The payvider shift: making clinical workflows payer-aware
There's a term becoming increasingly relevant in value-based care: payvider. It describes organizations that function as both payer and provider. But the concept applies more broadly. Any provider operating in a value-based or risk-based contract needs to understand the payer perspective from the inside -- what their patient population's risk profile looks like, where documentation gaps create HCC coding misses, and how prior authorization patterns vary by plan in ways that affect utilization and cost. That's not billing knowledge -- it's clinical workflow knowledge that has direct financial implications.
The question isn't whether to make clinical workflows payer-aware. In a value-based world, it's whether your providers have the information they need to make decisions that serve both the patient and the organization. Right now, most don't.

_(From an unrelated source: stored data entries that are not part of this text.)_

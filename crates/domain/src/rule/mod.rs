//! Rule building blocks: triggers, conditions and actions bound to local
//! devices.
//!
//! Rule storage hands every rule element to the factory as a bag of
//! name/value pairs ([`RuleParams`]). Each element kind has a builder that
//! consumes those pairs one at a time through [`ParamBuilder::parse_param`]
//! and produces a strongly typed parameter struct on [`ParamBuilder::build`],
//! where range clamping is applied.

mod device_action;
mod device_condition;
mod device_trigger;
mod params;
mod sensor_condition;
mod sensor_trigger;

pub use device_action::{DeviceActionBuilder, DeviceActionParams, MAX_REPEATS, MIN_REPEATS};
pub use device_condition::{DeviceConditionBuilder, DeviceConditionParams};
pub use device_trigger::{DeviceTriggerBuilder, DeviceTriggerParams};
pub use params::{ParamBuilder, RuleParams};
pub use sensor_condition::{SensorConditionBuilder, SensorConditionParams};
pub use sensor_trigger::{
    MAX_RELOAD_VALUE, MIN_RELOAD_VALUE, SensorHysteresis, SensorTriggerBuilder,
    SensorTriggerParams, TriggerState, Transition,
};

use std::fmt;
use std::str::FromStr;

use serde::{Deserialize, Serialize};

/// Which family of rule element the storage layer asks for.
#[derive(Debug, Clone, Copy, PartialEq, Eq, Hash, Serialize, Deserialize)]
#[serde(rename_all = "lowercase")]
pub enum RuleKind {
    Device,
    Sensor,
}

impl fmt::Display for RuleKind {
    fn fmt(&self, f: &mut fmt::Formatter<'_>) -> fmt::Result {
        f.write_str(match self {
            Self::Device => "device",
            Self::Sensor => "sensor",
        })
    }
}

/// Returned when a rule kind string is not one this core owns.
#[derive(Debug, Clone, PartialEq, Eq, thiserror::Error)]
#[error("unknown rule kind `{0}`")]
pub struct UnknownRuleKind(pub String);

impl FromStr for RuleKind {
    type Err = UnknownRuleKind;

    fn from_str(s: &str) -> Result<Self, Self::Err> {
        match s {
            "device" => Ok(Self::Device),
            "sensor" => Ok(Self::Sensor),
            other => Err(UnknownRuleKind(other.to_string())),
        }
    }
}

We've seen this play out directly in RAF and HCC coding work for Medicare Advantage populations. The issue isn't that clinicians are coding incorrectly -- it's that chronic conditions are documented in some encounters and not others, that medications appear without supporting diagnoses, that a patient who was an amputee last year isn't reflected as one this year because the relevant note wasn't pulled forward. When we built upstream intelligence for a multi-state Medicare Advantage population, the result was $12 million in recurring annual revenue with 98 percent clinician adoption -- because the tool made their job easier rather than harder.
$12M
Recurring annual revenue from upstream RAF/HCC coding intelligence
98%
Clinician adoption rate -- because it made their job easier
140+
Facilities where originating site fees were being missed silently
In practice: telehealth originating site fees and the cost of CMS blind spots
Through our work with NeverAlone -- a virtual care command center platform serving post-acute skilled nursing facilities -- we've seen this gap play out directly. When a SNF originates a Medicare telehealth encounter, CMS allows the facility to bill a separate originating site fee. It's not large per encounter, but across 140+ locations and thousands of monthly encounters, it's meaningful revenue that offsets the cost of virtual care delivery.
Most facilities don't bill it -- not because they're making a deliberate choice, but because keeping up with CMS policy changes is a full-time job most lean post-acute teams can't staff. CMS updated telehealth flexibilities as recently as February 2026, with significant rule changes taking effect January 1, 2028. An intelligence layer that tracks and operationalizes those updates automatically captures revenue that would otherwise be lost silently.
What this means for technology partners and tool builders
If you're building RCM tools -- clearinghouse integrations, prior auth platforms, CDI software, coding assistance tools -- the upstream opportunity is where the next generation of value will be created. The back-end RCM market is increasingly commoditized. The organizations that will build durable differentiation are the ones that can connect clinical workflow data to financial outcomes in a way that learns continuously from what the clearinghouse reports back.
Building that capability requires production experience with EHR integrations that don't disrupt clinical flow, clearinghouse data pipelines that treat remittance files as training data, and models specific enough to be actionable at the plan level. The tools that win will be the ones that make providers proactive, not just more efficient at being reactive.